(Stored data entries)
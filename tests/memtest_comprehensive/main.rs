//! memtest Comprehensive Test Suite
//!
//! End-to-end coverage of the public API: whole passes over real buffers,
//! the scenarios a hardware fault produces, and config file handling.
//!
//! ## Running Tests
//!
//! ```bash
//! # Run the whole suite
//! cargo test --test memtest_comprehensive
//!
//! # Run the pass sequencing tests only
//! cargo test --test memtest_comprehensive passes::
//! ```

mod config_file;
mod passes;
mod scenarios;

use memtest::testing::RecordingProgress;
use memtest::{Memtest, PassLimit, TestBuffer, Word, PAGE_SIZE};

/// Run over `pages` pages with a fixed seed.
fn small_memtest<W: Word>(pages: usize, limit: PassLimit) -> Memtest<W> {
    let buffer = TestBuffer::with_bytes(pages * PAGE_SIZE).unwrap();
    Memtest::with_buffer(buffer, Some(0x5eed), limit)
}

/// Run one pass and return what the reporter saw.
fn record_pass<W: Word>(memtest: &mut Memtest<W>, pass: u64) -> RecordingProgress {
    let mut progress = RecordingProgress::default();
    memtest.run_pass(pass, &mut progress).unwrap();
    progress
}
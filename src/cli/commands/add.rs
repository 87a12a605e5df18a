use super::draft::load_draft;
use super::drain_notices;
use crate::constants::tables;
use crate::services::{CatalogError, RowOutcome};
use crate::state::SharedState;
use std::path::Path;

pub async fn cmd_add_anime(state: &SharedState, path: &Path) -> anyhow::Result<()> {
    let form = load_draft(path).await?;
    let mut form_notices = form.subscribe();

    if form.validate_for_submit().is_err() {
        drain_notices(&mut form_notices);
        return Ok(());
    }

    state.require_user().await?;
    let mut notices = state.event_bus.subscribe();

    println!("Submitting '{}'...", form.draft().title);
    match state.catalog.add_anime(form.draft()).await {
        Ok(report) => {
            drain_notices(&mut notices);
            println!("  ID: {}", report.anime.id);
            println!(
                "  Inserted {} episodes, {} links, {} subtitles",
                report.inserted(tables::EPISODES),
                report.inserted(tables::EPISODE_LINKS),
                report.inserted(tables::SUBTITLES)
            );

            for row in report.failures() {
                if let RowOutcome::Failed(reason) = &row.outcome {
                    println!(
                        "  ⚠ {} for episode {} failed: {reason}",
                        row.table, row.episode_number
                    );
                }
            }
        }
        Err(CatalogError::Submit(e)) => println!("✗ {}", e.user_message()),
        Err(CatalogError::AuthRequired) => {
            println!("✗ Authentication issue. Please sign out and sign in again.");
        }
        Err(e) => println!("✗ Failed to add anime: {e}"),
    }

    Ok(())
}
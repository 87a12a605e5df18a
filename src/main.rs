use animedash::{Config, run};

fn main() -> anyhow::Result<()> {
    let config = Config::load()?;
    let worker_threads = config.general.worker_threads;

    let mut builder = tokio::runtime::Builder::new_multi_thread();
    builder.enable_all();

    if worker_threads > 0 {
        builder.worker_threads(worker_threads);
    }

    let runtime = builder.build()?;
    runtime.block_on(run(config))
}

▶ _INSTRUCTIONS FOR THE TASK_: Starting from the line that contains "let mut notices", give again every line to the last line of the data, exactly. Include nothing else.

▶ _ANSWER TO THIS EXERCISE_:
    let mut notices = state.event_bus.subscribe();

    println!("Submitting '{}'...", form.draft().title);
    match state.catalog.add_anime(form.draft()).await {
        Ok(report) => {
            drain_notices(&mut notices);
            println!("  ID: {}", report.anime.id);
            println!(
                "  Inserted {} episodes, {} links, {} subtitles",
                report.inserted(tables::EPISODES),
                report.inserted(tables::EPISODE_LINKS),
                report.inserted(tables::SUBTITLES)
            );

            for row in report.failures() {
                if let RowOutcome::Failed(reason) = &row.outcome {
                    println!(
                        "  ⚠ {} for episode {} failed: {reason}",
                        row.table, row.episode_number
                    );
                }
            }
        }
        Err(CatalogError::Submit(e)) => println!("✗ {}", e.user_message()),
        Err(CatalogError::AuthRequired) => {
            println!("✗ Authentication issue. Please sign out and sign in again.");
        }
        Err(e) => println!("✗ Failed to add anime: {e}"),
    }

    Ok(())
}
repository 87a12a605e5df18a
filename src/main.rs
use animedash::{Config, run};

fn main() -> anyhow::Result<()> {
    let config = Config::load()?;
    let worker_threads = config.general.worker_threads;

    let mut builder = tokio::runtime::Builder::new_multi_thread();
    builder.enable_all();

    if worker_threads > 0 {
        builder.worker_threads(worker_threads);
    }

    let runtime = builder.build()?;
    runtime.block_on(run(config))
}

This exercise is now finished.